Page 39 of PenPal Hero

“I don’t know.” Holt studied her with concern. “I have my suspicions, though.”

“You must think I’m crazy.” More tears leaked from Bonnie’s eyes. This time, they were mournful ones. Tears for the mother she couldn’t remember. Tears for the tender moments they’d surely shared.

“No. I don’t.” He cuddled her against his chest. “I just found out something this evening about my own past that’s a little disturbing. Actually, it’s very disturbing.” He recounted his meeting with his bosses to her. “You want to talk about crazy? I’m the one who felt crazy when my employers exposed the fact that I was transposing VIN numbers.”

He retrieved her cell phone and led her to the living room in the front of the house and took a seat on the sofa. Then he tugged her down beside him. “I think we’ve been tampered with, babe. You and I.” He studied her gravely. “During our respective abductions. I thought mine was all about revenge for helping put some dangerous men in jail, but what if it wasn’t about revenge? What if it was about something more sinister?”

“Like what?” she begged piteously. She hated feeling so vulnerable and helpless.

“Mind control.” He gestured as he expounded on his theory. “There are techniques that can be used to plant false memories in a person. Everything from hypnosis therapy to the power of suggestion to the ingestion of substances that can make a person more impressionable. More susceptible.”

Bonnie closed her eyes, trying to absorb everything she was hearing. “Meaning I could be remembering things that never happened?”

“Exactly, babe.” His voice was low and soothing. “You and me both.”

That would certainly explain the enormous blanks in her memories. If she’d been unconscious when she was taken, she would never recover the intrinsic details about what had happened to her. Oddly enough, the possibility that she’d been unconscious at the time made her feel a little less damaged.

It’s perfectly normal not to remember things when you’re asleep. It was still disturbing that she’d been kidnapped at all. It was even more disturbing to know that someone had deliberately altered her memories. As much as it hurt, she was forced to acknowledge that the woman’s voice singing the lullaby and the white curtains blowing in the wind probably weren’t real.

What she didn’t understand was why anyone would do this to her. What had they hoped to accomplish by it? One thing was clear. Whoever was pretending to be her birth parents wanted to see her in person. But why? Their reasons couldn’t be good.

Holt reached for her hand. “We should report this to the police, babe.”

She nodded. “I think we should now that we have something tangible to show them.” Maybe they had a way of tracing the phone call from Greg and Bonita Williamson.

It was a quiet BBQ dinner. Bonnie and her friends were each lost in their own thoughts. It was still a pleasant dinner, just somber. They sank against the plush blue cushions on the patio furniture, munching on their hamburgers, hotdogs, spicy brats, and fruit salad.

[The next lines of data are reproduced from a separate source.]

//! Payment provider service - configured back-end records
//!
//! The default flag is a single piece of shared state: switching the
//! default clears every flag and sets exactly one inside one transaction,
//! so readers never observe two defaults.

use chrono::Utc;
use sea_orm::{
  ActiveModelTrait, ColumnTrait, DatabaseConnection, EntityTrait, QueryFilter,
  QueryOrder, Set, TransactionTrait, sea_query::Expr,
};
use serde::Deserialize;
use uuid::Uuid;

use crate::entities::payment_provider::Column;
use crate::entities::prelude::*;
use crate::error::{AppError, AppResult};

#[derive(Clone, Debug, Deserialize)]
#[serde(rename_all = "camelCase")]
pub struct ProviderDraft {
  pub name: String,
  pub provider_type: ProviderType,
  pub display_name: String,
  #[serde(default)]
  pub is_active: bool,
  pub config: json::Value,
  #[serde(default)]
  pub webhook_url: Option<String>,
}

pub struct ProviderService;

impl ProviderService {
  pub async fn list(
    db: &DatabaseConnection,
  ) -> AppResult<Vec<PaymentProviderModel>> {
    let providers = PaymentProvider::find()
      .order_by_desc(Column::IsDefault)
      .order_by_desc(Column::CreatedAt)
      .all(db)
      .await?;
    Ok(providers)
  }

  pub async fn active(
    db: &DatabaseConnection,
  ) -> AppResult<Vec<PaymentProviderModel>> {
    let providers = PaymentProvider::find()
      .filter(Column::IsActive.eq(true))
      .order_by_desc(Column::IsDefault)
      .all(db)
      .await?;
    Ok(providers)
  }

  pub async fn get_by_id(
    db: &DatabaseConnection,
    id: &str,
  ) -> AppResult<Option<PaymentProviderModel>> {
    let provider = PaymentProvider::find_by_id(id).one(db).await?;
    Ok(provider)
  }

  /// The active provider of a given type, for fixed webhook routes.
  pub async fn by_type(
    db: &DatabaseConnection,
    provider_type: ProviderType,
  ) -> AppResult<Option<PaymentProviderModel>> {
    let provider = PaymentProvider::find()
      .filter(Column::ProviderType.eq(provider_type))
      .filter(Column::IsActive.eq(true))
      .one(db)
      .await?;
    Ok(provider)
  }

  /// The sole provider used for new checkouts.
  pub async fn default_provider(
    db: &DatabaseConnection,
  ) -> AppResult<Option<PaymentProviderModel>> {
    let provider = PaymentProvider::find()
      .filter(Column::IsActive.eq(true))
      .filter(Column::IsDefault.eq(true))
      .one(db)
      .await?;
    Ok(provider)
  }

  pub async fn create(
    db: &DatabaseConnection,
    draft: ProviderDraft,
  ) -> AppResult<PaymentProviderModel> {
    let now = Utc::now().naive_utc();
    let provider = PaymentProviderActiveModel {
      id: Set(Uuid::new_v4().to_string()),
      name: Set(draft.name),
      provider_type: Set(draft.provider_type),
      display_name: Set(draft.display_name),
      is_active: Set(draft.is_active),
      is_default: Set(false),
      config: Set(draft.config),
      webhook_url: Set(draft.webhook_url),
      created_at: Set(now),
      updated_at: Set(now),
    };
    Ok(provider.insert(db).await?)
  }

  pub async fn update(
    db: &DatabaseConnection,
    id: &str,
    draft: ProviderDraft,
  ) -> AppResult<PaymentProviderModel> {
    let provider = PaymentProvider::find_by_id(id)
      .one(db)
      .await?
      .ok_or(AppError::ProviderNotFound)?;

    let mut provider: PaymentProviderActiveModel = provider.into();
    provider.name = Set(draft.name);
    provider.provider_type = Set(draft.provider_type);
    provider.display_name = Set(draft.display_name);
    provider.is_active = Set(draft.is_active);
    provider.config = Set(draft.config);
    provider.webhook_url = Set(draft.webhook_url);
    provider.updated_at = Set(Utc::now().naive_utc());
    Ok(provider.update(db).await?)
  }

  pub async fn delete(db: &DatabaseConnection, id: &str) -> AppResult<()> {
    let provider = PaymentProvider::find_by_id(id)
      .one(db)
      .await?
      .ok_or(AppError::ProviderNotFound)?;
    PaymentProvider::delete_by_id(provider.id).exec(db).await?;
    Ok(())
  }

  /// Clear every default flag, then set one, in a single transaction.
  pub async fn set_default(db: &DatabaseConnection, id: &str) -> AppResult<()> {
    let txn = db.begin().await?;

    let provider = PaymentProvider::find_by_id(id)
      .one(&txn)
      .await?
      .ok_or(AppError::ProviderNotFound)?;

    PaymentProvider::update_many()
      .col_expr(Column::IsDefault, Expr::value(false))
      .exec(&txn)
      .await?;

    let mut provider: PaymentProviderActiveModel = provider.into();
    provider.is_default = Set(true);
    provider.updated_at = Set(Utc::now().naive_utc());
    provider.update(&txn).await?;

    txn.commit().await?;
    Ok(())
  }
}

#[cfg(test)]
mod tests {
  use super::*;
  use crate::testing;

  #[tokio::test]
  async fn default_switch_leaves_exactly_one_default() {
    let db = testing::setup_test_db().await;
    let a = testing::seed_provider(
      &db,
      ProviderType::Stripe,
      json::json!({ "secretKey": "sk" }),
      true,
    )
    .await;
    let b = testing::seed_provider(
      &db,
      ProviderType::MercadoPago,
      json::json!({ "accessToken": "t" }),
      false,
    )
    .await;

    ProviderService::set_default(&db, &b.id).await.unwrap();

    let providers = ProviderService::list(&db).await.unwrap();
    let defaults: Vec<_> =
      providers.iter().filter(|p| p.is_default).collect();
    assert_eq!(defaults.len(), 1);
    assert_eq!(defaults[0].id, b.id);
    assert!(!providers.iter().find(|p| p.id == a.id).unwrap().is_default);
  }

  #[tokio::test]
  async fn default_provider_requires_active_flag() {
    let db = testing::setup_test_db().await;
    let provider = testing::seed_provider(
      &db,
      ProviderType::Stripe,
      json::json!({ "secretKey": "sk" }),
      true,
    )
    .await;

    assert!(
      ProviderService::default_provider(&db).await.unwrap().is_some()
    );

    let mut inactive: PaymentProviderActiveModel = provider.into();
    inactive.is_active = Set(false);
    inactive.update(&db).await.unwrap();

    assert!(ProviderService::default_provider(&db).await.unwrap().is_none());
  }

  #[tokio::test]
  async fn set_default_unknown_provider_fails() {
    let db = testing::setup_test_db().await;
    let result = ProviderService::set_default(&db, "missing").await;
    assert!(matches!(result, Err(AppError::ProviderNotFound)));
  }
}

Afterward, Holt walked Bonnie to her tiny house. It rested above a boat dock on the biggest pond on Zayden’s property. If a person was being generous, they might call it a small lake. The white siding and stacked stone home yielded roughly three hundred square feet of living space in one-and-a-half stories. Her white Civic was parked in the attached carport.

She tossed her purse inside the door and returned to the cozy front porch.

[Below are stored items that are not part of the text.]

//! Redirect-checkout gateways: Hotmart, Monetizze and Yampi
//!
//! These providers sell through hosted checkout pages keyed by product
//! codes configured on their side. Until the account-specific codes are
//! wired in, payment creation reports an explicit failure with the
//! templated checkout URL instead of fabricating success. Their webhooks
//! are fully mapped onto the uniform status vocabulary.

use async_trait::async_trait;
use serde::Deserialize;

use crate::entities::prelude::ProviderType;
use crate::error::{AppError, AppResult};
use crate::payments::{
  CreatePaymentRequest, PaymentGateway, PaymentResponse, PaymentStatus,
  WebhookData,
};

fn parse(payload: &[u8]) -> AppResult<json::Value> {
  json::from_slice(payload)
    .map_err(|err| AppError::WebhookVerification(err.to_string()))
}

#[derive(Clone, Debug, Deserialize)]
#[serde(rename_all = "camelCase")]
pub struct HotmartConfig {
  pub client_id: String,
  pub client_secret: String,
  pub basic: String,
}

pub struct HotmartGateway {
  #[allow(dead_code)]
  config: HotmartConfig,
}

impl HotmartGateway {
  pub fn new(config: HotmartConfig) -> Self {
    Self { config }
  }
}

#[async_trait]
impl PaymentGateway for HotmartGateway {
  async fn create_payment(
    &self,
    req: &CreatePaymentRequest,
  ) -> AppResult<PaymentResponse> {
    Ok(PaymentResponse {
      checkout_url: Some(format!("https://pay.hotmart.com/{}", req.plugin_id)),
      ..PaymentResponse::failed(
        "Hotmart integration needs configuration. Set your product code in \
         admin settings before enabling this provider.",
      )
    })
  }

  async fn verify_webhook(
    &self,
    payload: &[u8],
    _signature: Option<&str>,
  ) -> AppResult<WebhookData> {
    let body = parse(payload)?;

    let event = body
      .get("event")
      .and_then(json::Value::as_str)
      .unwrap_or("unknown")
      .to_string();
    let payment_id = body
      .pointer("/data/purchase/transaction")
      .and_then(json::Value::as_str)
      .unwrap_or_default()
      .to_string();
    let status = match body
      .pointer("/data/purchase/status")
      .and_then(json::Value::as_str)
    {
      Some("approved") | Some("complete") => PaymentStatus::Success,
      Some("cancelled") | Some("refunded") => PaymentStatus::Failed,
      _ => PaymentStatus::Pending,
    };

    Ok(WebhookData {
      provider: ProviderType::Hotmart,
      event,
      payment_id,
      status,
      user_id: None,
      plugin_id: None,
      metadata: body.get("data").cloned().unwrap_or(json::Value::Null),
    })
  }
}

#[derive(Clone, Debug, Deserialize)]
#[serde(rename_all = "camelCase")]
pub struct MonetizzeConfig {
  pub consumer_key: String,
  pub token: String,
}

pub struct MonetizzeGateway {
  #[allow(dead_code)]
  config: MonetizzeConfig,
}

impl MonetizzeGateway {
  pub fn new(config: MonetizzeConfig) -> Self {
    Self { config }
  }
}

#[async_trait]
impl PaymentGateway for MonetizzeGateway {
  async fn create_payment(
    &self,
    req: &CreatePaymentRequest,
  ) -> AppResult<PaymentResponse> {
    Ok(PaymentResponse {
      checkout_url: Some(format!(
        "https://checkout.monetizze.com.br/checkout/{}",
        req.plugin_id
      )),
      ..PaymentResponse::failed(
        "Monetizze integration needs configuration. Set your product code in \
         admin settings before enabling this provider.",
      )
    })
  }

  async fn verify_webhook(
    &self,
    payload: &[u8],
    _signature: Option<&str>,
  ) -> AppResult<WebhookData> {
    let body = parse(payload)?;

    let event = body
      .get("tipoEvento")
      .or_else(|| body.get("tipo_evento"))
      .map(|v| v.to_string().trim_matches('"').to_string())
      .unwrap_or_else(|| "unknown".into());
    let payment_id = body
      .pointer("/venda/id")
      .or_else(|| body.get("id"))
      .map(|id| id.to_string().trim_matches('"').to_string())
      .unwrap_or_default();

    // Monetizze reports status either as a numeric code or a label
    let status_code = body
      .pointer("/venda/status")
      .or_else(|| body.get("status"))
      .map(|v| match v {
        json::Value::String(s) => s.clone(),
        other => other.to_string(),
      })
      .unwrap_or_default();
    let status = match status_code.as_str() {
      "2" | "Completo" => PaymentStatus::Success,
      "3" | "Cancelado" => PaymentStatus::Failed,
      _ => PaymentStatus::Pending,
    };

    Ok(WebhookData {
      provider: ProviderType::Monetizze,
      event,
      payment_id,
      status,
      user_id: None,
      plugin_id: None,
      metadata: body,
    })
  }
}

#[derive(Clone, Debug, Deserialize)]
#[serde(rename_all = "camelCase")]
pub struct YampiConfig {
  pub alias: String,
  pub token: String,
  pub secret_key: String,
}

pub struct YampiGateway {
  config: YampiConfig,
}

impl YampiGateway {
  pub fn new(config: YampiConfig) -> Self {
    Self { config }
  }
}

#[async_trait]
impl PaymentGateway for YampiGateway {
  async fn create_payment(
    &self,
    req: &CreatePaymentRequest,
  ) -> AppResult<PaymentResponse> {
    Ok(PaymentResponse {
      checkout_url: Some(format!(
        "https://{}.yampi.io/checkout?sku={}",
        self.config.alias, req.plugin_id
      )),
      ..PaymentResponse::failed(
        "Yampi integration needs configuration. Set your alias and SKU codes \
         in admin settings before enabling this provider.",
      )
    })
  }

  async fn verify_webhook(
    &self,
    payload: &[u8],
    _signature: Option<&str>,
  ) -> AppResult<WebhookData> {
    let body = parse(payload)?;

    let event = body
      .get("event")
      .or_else(|| body.get("type"))
      .and_then(json::Value::as_str)
      .unwrap_or("unknown")
      .to_string();
    let payment_id = body
      .pointer("/data/id")
      .or_else(|| body.get("id"))
      .map(|id| id.to_string().trim_matches('"').to_string())
      .unwrap_or_default();
    let status =
      match body.pointer("/data/status").and_then(json::Value::as_str) {
        Some("paid") | Some("approved") => PaymentStatus::Success,
        Some("cancelled") | Some("refunded") => PaymentStatus::Failed,
        _ => PaymentStatus::Pending,
      };

    Ok(WebhookData {
      provider: ProviderType::Yampi,
      event,
      payment_id,
      status,
      user_id: None,
      plugin_id: None,
      metadata: body.get("data").cloned().unwrap_or(json::Value::Null),
    })
  }
}

#[cfg(test)]
mod tests {
  use rust_decimal::Decimal;

  use super::*;
  use crate::entities::prelude::PlanType;

  fn request() -> CreatePaymentRequest {
    CreatePaymentRequest {
      amount: Decimal::from(50),
      currency: "BRL".into(),
      description: "Test".into(),
      user_id: "user-1".into(),
      user_email: "user@example.com".into(),
      plugin_id: "plugin-1".into(),
      plan_type: PlanType::Monthly,
      metadata: json::Map::new(),
    }
  }

  #[tokio::test]
  async fn unconfigured_gateways_never_fabricate_success() {
    let hotmart = HotmartGateway::new(HotmartConfig {
      client_id: "id".into(),
      client_secret: "secret".into(),
      basic: "b".into(),
    });
    let response = hotmart.create_payment(&request()).await.unwrap();
    assert!(!response.success);
    assert!(response.error.is_some());
    assert_eq!(
      response.checkout_url.as_deref(),
      Some("https://pay.hotmart.com/plugin-1")
    );
  }

  #[tokio::test]
  async fn hotmart_maps_purchase_status() {
    let gateway = HotmartGateway::new(HotmartConfig {
      client_id: "id".into(),
      client_secret: "secret".into(),
      basic: "b".into(),
    });
    let payload = json::json!({
      "event": "PURCHASE_APPROVED",
      "data": { "purchase": { "transaction": "HP123", "status": "approved" } }
    })
    .to_string();

    let data = gateway.verify_webhook(payload.as_bytes(), None).await.unwrap();
    assert_eq!(data.status, PaymentStatus::Success);
    assert_eq!(data.payment_id, "HP123");
  }

  #[tokio::test]
  async fn monetizze_accepts_numeric_and_label_statuses() {
    let gateway = MonetizzeGateway::new(MonetizzeConfig {
      consumer_key: "ck".into(),
      token: "t".into(),
    });

    for status in [json::json!(2), json::json!("2"), json::json!("Completo")] {
      let payload =
        json::json!({ "tipoEvento": "venda", "venda": { "id": 7, "status": status } })
          .to_string();
      let data = gateway.verify_webhook(payload.as_bytes(), None).await.unwrap();
      assert_eq!(data.status, PaymentStatus::Success);
      assert_eq!(data.payment_id, "7");
    }

    let payload =
      json::json!({ "tipoEvento": "venda", "venda": { "id": 7, "status": 3 } })
        .to_string();
    let data = gateway.verify_webhook(payload.as_bytes(), None).await.unwrap();
    assert_eq!(data.status, PaymentStatus::Failed);
  }

  #[tokio::test]
  async fn yampi_checkout_url_uses_alias() {
    let gateway = YampiGateway::new(YampiConfig {
      alias: "mystore".into(),
      token: "t".into(),
      secret_key: "sk".into(),
    });
    let response = gateway.create_payment(&request()).await.unwrap();
    assert!(!response.success);
    assert_eq!(
      response.checkout_url.as_deref(),
      Some("https://mystore.yampi.io/checkout?sku=plugin-1")
    );
  }
}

Holt was leaning on the railing, staring at the water. “Do you want to call the police, or do you want me to call them?” he offered without looking up.

She joined him there, allowing the view to calm her troubled soul. “You,” she said simply.

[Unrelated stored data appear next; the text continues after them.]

//! Subscription entity - created by the entitlement processor on confirmed payment

use chrono::NaiveDateTime;
use rust_decimal::Decimal;
use sea_orm::entity::prelude::*;
use serde::{Deserialize, Serialize};

#[derive(
  Clone, Debug, PartialEq, Eq, EnumIter, DeriveActiveEnum, Serialize, Deserialize,
)]
#[sea_orm(rs_type = "String", db_type = "Text")]
#[serde(rename_all = "lowercase")]
pub enum PlanType {
  #[sea_orm(string_value = "monthly")]
  Monthly,
  #[sea_orm(string_value = "yearly")]
  Yearly,
  #[sea_orm(string_value = "lifetime")]
  Lifetime,
}

impl PlanType {
  pub fn as_str(&self) -> &'static str {
    match self {
      Self::Monthly => "monthly",
      Self::Yearly => "yearly",
      Self::Lifetime => "lifetime",
    }
  }

  pub fn parse(s: &str) -> Option<Self> {
    match s {
      "monthly" => Some(Self::Monthly),
      "yearly" => Some(Self::Yearly),
      "lifetime" => Some(Self::Lifetime),
      _ => None,
    }
  }
}

#[derive(
  Clone, Debug, PartialEq, Eq, EnumIter, DeriveActiveEnum, Serialize, Deserialize,
)]
#[sea_orm(rs_type = "String", db_type = "Text")]
#[serde(rename_all = "lowercase")]
pub enum SubscriptionStatus {
  #[sea_orm(string_value = "active")]
  Active,
  #[sea_orm(string_value = "expired")]
  Expired,
  #[sea_orm(string_value = "cancelled")]
  Cancelled,
  #[sea_orm(string_value = "pending")]
  Pending,
}

#[derive(Clone, Debug, PartialEq, DeriveEntityModel, Serialize, Deserialize)]
#[sea_orm(table_name = "subscriptions")]
pub struct Model {
  #[sea_orm(primary_key, auto_increment = false)]
  pub id: String,
  pub user_id: String,
  pub plugin_id: String,
  pub plan_type: PlanType,
  pub status: SubscriptionStatus,
  #[sea_orm(column_type = "Decimal(Some((10, 2)))")]
  pub price: Decimal,
  pub start_date: NaiveDateTime,
  pub end_date: Option<NaiveDateTime>,
  pub auto_renew: bool,
  pub created_at: NaiveDateTime,
}

#[derive(Copy, Clone, Debug, EnumIter, DeriveRelation)]
pub enum Relation {
  #[sea_orm(
    belongs_to = "super::user::Entity",
    from = "Column::UserId",
    to = "super::user::Column::Id"
  )]
  User,
  #[sea_orm(
    belongs_to = "super::plugin::Entity",
    from = "Column::PluginId",
    to = "super::plugin::Column::Id"
  )]
  Plugin,
  #[sea_orm(has_many = "super::license::Entity")]
  Licenses,
}

impl Related<super::user::Entity> for Entity {
  fn to() -> RelationDef {
    Relation::User.def()
  }
}

impl Related<super::plugin::Entity> for Entity {
  fn to() -> RelationDef {
    Relation::Plugin.def()
  }
}

impl Related<super::license::Entity> for Entity {
  fn to() -> RelationDef {
    Relation::Licenses.def()
  }
}

impl ActiveModelBehavior for ActiveModel {}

He dug out his cell phone and dialed Sheriff Cade Malone, tapping the speakerphone button so Bonnie could listen. To his enormous gratitude, his call didn’t immediately roll to voicemail.

“Hey, Holt!” The sheriff’s voice was filled with energy. “Just finished a chat with Foster Kane and Lyon Garrett. Was about to give you a call myself.”

Something about the sheriff’s tone told him they’d been talking about him. “It’s, uh…about Bonnie Yates.” He glanced at her, and she gave him a tight nod, urging him to continue.

“Ah.” Cade Malone’s voice grew cautious, indicating he already knew something about her unfortunate past.

“She’s remembering, sir.”

“Oh, boy,” the sheriff sighed. “Listen, I already know about her abductions.”

Bonnie gave a strangled gasp and clapped a hand over her mouth as he continued speaking. “Foster and Lyon just finished sharing what they know about the first abduction, and Bonnie’s parents filled our department in on the second one right after they moved into town. We’ve been running random patrols around their place ever since.”

Holt frowned “And?”

“And nothing.” The sheriff sounded bleak. “For six straight years, there’ve been no trespassers, no loiterers, no attempted break-ins. Nothing.”

Holt’s jaw tightened. “What we called to share with you isn’t nothing.”

“We?” the sheriff asked quickly. “Is she with you?”

“I am.” Bonnie’s voice was deceptively calm for a woman who’d been weeping so hard before dinner. She plunged into her sordid tale. “I received a letter a few days ago from a couple claiming to be my birth parents.”